In South Africa, a man was sentenced to life in prison for killing a woman for her body parts and then making a grisly confession to police officers. As the Independent reported, a man named Nino Mbatha confessed to the murder by walking into a police station holding a dismembered piece of the deceased woman and telling them he no longer wanted to be a cannibal.
As the report noted, it was also a shock to police who heard the man's confession.
"Two police officers listening to the healer's story did not believe him as he appeared unstable, the judge said. But Mbatha then produced a human hand and leg from his bag," the report noted. "A team of investigators later traveled to the 33-year-old's house, where they discovered more body parts."

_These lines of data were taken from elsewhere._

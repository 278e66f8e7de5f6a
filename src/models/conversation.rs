use serde::{Deserialize, Serialize};
use serde_json::Value;

use crate::parsers::deserializers::{deserialize_lenient_string, is_truthy};

/// A single chat message as it appears in the export.
///
/// Every field is optional: exports differ in which fields they carry, and a field
/// present with an unexpected JSON type is treated as absent.
#[derive(Debug, Clone, Default, PartialEq, Serialize, Deserialize)]
pub struct Message {
    #[serde(default, deserialize_with = "deserialize_lenient_string")]
    pub from: Option<String>,
    #[serde(default, rename = "displayName", deserialize_with = "deserialize_lenient_string")]
    pub display_name: Option<String>,
    #[serde(default, deserialize_with = "deserialize_lenient_string")]
    pub content: Option<String>,
    #[serde(default, rename = "originalarrivaltime", skip_serializing_if = "Option::is_none")]
    pub original_arrival_time: Option<Value>,
    #[serde(default, skip_serializing_if = "Option::is_none")]
    pub version: Option<Value>,
}

impl Message {
    /// Raw markup body, empty when the message has none
    pub fn content(&self) -> &str {
        self.content.as_deref().unwrap_or("")
    }

    /// The timestamp-bearing field: arrival time first, then `version`
    pub fn timestamp(&self) -> Option<&Value> {
        self.original_arrival_time
            .as_ref()
            .filter(|v| is_truthy(v))
            .or_else(|| self.version.as_ref().filter(|v| is_truthy(v)))
    }

    /// True when the sender is the archive owner. Without a known owner nothing is own.
    pub fn is_own(&self, user_id: Option<&str>) -> bool {
        match (self.from.as_deref(), user_id) {
            (Some(from), Some(user)) => from == user,
            _ => false,
        }
    }

    /// Sender label for messages from other people: display name, else sender id, else empty
    pub fn author_label(&self) -> &str {
        non_empty(self.display_name.as_deref())
            .or_else(|| non_empty(self.from.as_deref()))
            .unwrap_or("")
    }
}

/// One chat thread with its messages in source order
#[derive(Debug, Clone, PartialEq, Serialize)]
pub struct Conversation {
    pub id: String,
    pub display_name: Option<String>,
    pub topic: Option<String>,
    pub messages: Vec<Message>,
}

impl Conversation {
    /// Display label: display name, else topic, else the identifier
    pub fn label(&self) -> &str {
        non_empty(self.display_name.as_deref())
            .or_else(|| non_empty(self.topic.as_deref()))
            .unwrap_or(&self.id)
    }

    pub fn last_message(&self) -> Option<&Message> {
        self.messages.last()
    }
}

fn non_empty(value: Option<&str>) -> Option<&str> {
    value.filter(|s| !s.is_empty())
}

This week, a court in the city of Pietermaritzburg found that Mbatha and another man were guilty of murder in what Judge Peter Olsen called "the most heinous crime" he had ever seen.

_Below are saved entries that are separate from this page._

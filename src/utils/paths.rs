use std::env;
use std::fs::File;
use std::path::{Component, Path};

use anyhow::{Context, Result, bail};

// Maximum size for a single archive document: 512MB
const MAX_FILE_SIZE_BYTES: u64 = 512 * 1024 * 1024;

/// Validates that an archive-relative path stays inside the archive directory
///
/// # Errors
///
/// Returns an error if:
/// - The path contains '..' components (path traversal)
/// - The path is absolute or carries a root/prefix
/// - The path is empty
pub fn validate_relative_path(path: &Path) -> Result<()> {
    if path.as_os_str().is_empty() {
        bail!("Path is empty");
    }

    for component in path.components() {
        match component {
            Component::ParentDir => bail!("Path contains '..' component: {}", path.display()),
            Component::RootDir | Component::Prefix(_) => {
                bail!("Path must be relative to the archive: {}", path.display())
            }
            Component::CurDir | Component::Normal(_) => {}
        }
    }

    Ok(())
}

/// Validates that a file's size is within acceptable limits (512MB)
///
/// Takes an open file handle to avoid TOCTOU (time-of-check-time-of-use)
/// race conditions where the file could be modified between the size check
/// and subsequent file operations.
///
/// # Errors
///
/// Returns an error if:
/// - The file metadata cannot be read
/// - The file is larger than 512MB
pub fn validate_file_size(file: &File, path: &Path) -> Result<()> {
    let metadata = file
        .metadata()
        .with_context(|| format!("Failed to read file metadata: {}", path.display()))?;

    let file_size = metadata.len();
    if file_size > MAX_FILE_SIZE_BYTES {
        bail!(
            "File too large: {} ({} bytes, max {} bytes)",
            path.display(),
            file_size,
            MAX_FILE_SIZE_BYTES
        );
    }

    Ok(())
}

/// Formats a path with ~ substitution for the home directory
///
/// # Examples
///
/// ```no_run
/// use std::path::PathBuf;
/// use chat_archive_viewer::format_path_with_tilde;
///
/// let path = PathBuf::from("/Users/alice/Documents/skype-export");
/// // Returns "~/Documents/skype-export" if HOME=/Users/alice
/// let formatted = format_path_with_tilde(&path);
/// ```
pub fn format_path_with_tilde(path: &Path) -> String {
    let home = env::var("HOME").ok();
    tilde_relative_to(path, home.as_deref())
}

/// Replace a leading `home` with `~`, matching whole path components only
pub(crate) fn tilde_relative_to(path: &Path, home: Option<&str>) -> String {
    if let Some(home) = home.filter(|h| !h.is_empty())
        && let Ok(rest) = path.strip_prefix(home)
    {
        return if rest.as_os_str().is_empty() {
            "~".to_string()
        } else {
            format!("~/{}", rest.display())
        };
    }

    path.display().to_string()
}

#[cfg(test)]
mod tests {
    use std::path::PathBuf;

    use super::*;

    #[test]
    fn test_validate_simple_relative_path() {
        assert!(validate_relative_path(Path::new("messages.json")).is_ok());
        assert!(validate_relative_path(Path::new("media/abc.json")).is_ok());
        assert!(validate_relative_path(Path::new("./media/abc.json")).is_ok());
    }

    #[test]
    fn test_validate_path_with_parent_dir() {
        let err = validate_relative_path(Path::new("media/../../etc/passwd")).unwrap_err();
        assert!(err.to_string().contains("'..'"));
    }

    #[test]
    fn test_validate_absolute_path() {
        assert!(validate_relative_path(Path::new("/etc/passwd")).is_err());
    }

    #[test]
    fn test_validate_empty_path() {
        assert!(validate_relative_path(Path::new("")).is_err());
    }

    #[test]
    fn test_validate_file_size_small_file() {
        let file = tempfile::NamedTempFile::new().unwrap();
        std::fs::write(file.path(), "{}").unwrap();
        let handle = File::open(file.path()).unwrap();
        assert!(validate_file_size(&handle, file.path()).is_ok());
    }

    #[test]
    fn test_format_path_with_tilde() {
        let path = PathBuf::from("/Users/testuser/exports/skype");
        assert_eq!(tilde_relative_to(&path, Some("/Users/testuser")), "~/exports/skype");
        assert_eq!(tilde_relative_to(Path::new("/Users/testuser"), Some("/Users/testuser/")), "~");

        // Path not under home
        let other = PathBuf::from("/opt/archives");
        assert_eq!(tilde_relative_to(&other, Some("/Users/testuser")), "/opt/archives");

        // Empty home never matches
        assert_eq!(tilde_relative_to(&other, Some("")), "/opt/archives");
    }

    #[test]
    fn test_tilde_requires_component_boundary() {
        let path = PathBuf::from("/Users/alice/exports");
        assert_eq!(tilde_relative_to(&path, Some("/Users/al")), "/Users/alice/exports");
    }
}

As the Washington Post reported last year, the man's confession to police prompted an investigation that led to the arrest of five people for possessing body parts. Two others claimed that they were traditional healers, like Mbatha.

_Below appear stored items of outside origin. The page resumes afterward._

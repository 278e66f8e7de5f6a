//! Render engine: the conversation list and message thread, plus their HTML serialization

pub mod page;
pub mod rewriter;
pub mod view;

pub use page::{SiteSummary, render_document, write_failure_page, write_site};
pub use rewriter::{ContentRewriter, plain_text};
pub use view::{ChatListItem, ChatView, MessageRow, RowKind};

Police said they believe the men were part of a larger syndicate of cannibals who collected body parts to eat and for traditional healing rituals. Some of the body parts were even sold to others, the BBC reported.
"It is believed they were to be served to his customers, who were told they had magic properties and would convey money, power and protection," the BBC report noted.The arrests led to protests from local residents, with crowds gathering outside the courtroom to speak out against the traditional healing ceremonies while holding signs that read, "No to cannibalism." There had reportedly been tensions in parts of South Africa as some, especially in more rural areas, cling to traditional beliefs that often come into conflict with modernization. As the World Health Organization reported, there are more than 200,000 traditional healers in South Africa and they are the first stop for patients in 80 percent of cases.
Despite the confession, the cannibal was found not guilty of possessing the dead woman's body parts. The judge ruled that this charge duplicated his murder charge, so he was acquitted.